=== Exercise requirements ===
Transcribe exactly the lines from the one holding "pub fn remove(&mut" to the end of the data below, including both of those lines and no others.

=== Excerpts from a dataset ===

_ _ _ _ _

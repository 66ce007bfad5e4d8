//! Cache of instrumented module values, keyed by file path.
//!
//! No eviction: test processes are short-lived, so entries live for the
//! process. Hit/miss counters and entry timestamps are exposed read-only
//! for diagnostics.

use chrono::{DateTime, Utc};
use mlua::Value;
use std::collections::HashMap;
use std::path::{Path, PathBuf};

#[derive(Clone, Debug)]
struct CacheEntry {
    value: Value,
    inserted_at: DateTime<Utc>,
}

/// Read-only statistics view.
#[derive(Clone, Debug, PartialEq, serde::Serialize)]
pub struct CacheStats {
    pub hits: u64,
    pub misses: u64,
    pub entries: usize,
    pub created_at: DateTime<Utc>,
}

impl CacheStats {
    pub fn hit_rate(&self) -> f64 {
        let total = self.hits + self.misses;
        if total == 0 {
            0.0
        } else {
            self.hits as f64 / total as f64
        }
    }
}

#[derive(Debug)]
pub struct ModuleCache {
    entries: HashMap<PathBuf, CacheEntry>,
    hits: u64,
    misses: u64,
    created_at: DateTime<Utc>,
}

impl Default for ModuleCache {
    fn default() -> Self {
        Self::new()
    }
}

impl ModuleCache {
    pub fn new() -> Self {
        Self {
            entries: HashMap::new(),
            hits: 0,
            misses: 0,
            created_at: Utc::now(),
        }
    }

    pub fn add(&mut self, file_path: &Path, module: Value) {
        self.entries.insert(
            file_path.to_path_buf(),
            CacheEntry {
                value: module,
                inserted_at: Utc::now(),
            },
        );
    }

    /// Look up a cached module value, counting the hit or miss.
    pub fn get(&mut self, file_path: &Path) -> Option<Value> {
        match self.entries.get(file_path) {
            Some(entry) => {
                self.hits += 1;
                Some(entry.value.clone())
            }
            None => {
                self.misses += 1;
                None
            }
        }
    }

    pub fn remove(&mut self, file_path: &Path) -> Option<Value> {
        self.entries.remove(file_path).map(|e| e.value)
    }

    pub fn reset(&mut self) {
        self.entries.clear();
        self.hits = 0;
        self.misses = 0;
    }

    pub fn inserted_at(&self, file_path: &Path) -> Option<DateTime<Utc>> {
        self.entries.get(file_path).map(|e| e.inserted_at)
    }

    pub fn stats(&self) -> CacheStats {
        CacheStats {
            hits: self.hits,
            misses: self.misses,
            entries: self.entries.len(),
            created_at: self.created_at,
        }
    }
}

_ _ _ _ _

=== Your response ===
    pub fn remove(&mut self, file_path: &Path) -> Option<Value> {
        self.entries.remove(file_path).map(|e| e.value)
    }

    pub fn reset(&mut self) {
        self.entries.clear();
        self.hits = 0;
        self.misses = 0;
    }

    pub fn inserted_at(&self, file_path: &Path) -> Option<DateTime<Utc>> {
        self.entries.get(file_path).map(|e| e.inserted_at)
    }

    pub fn stats(&self) -> CacheStats {
        CacheStats {
            hits: self.hits,
            misses: self.misses,
            entries: self.entries.len(),
            created_at: self.created_at,
        }
    }
}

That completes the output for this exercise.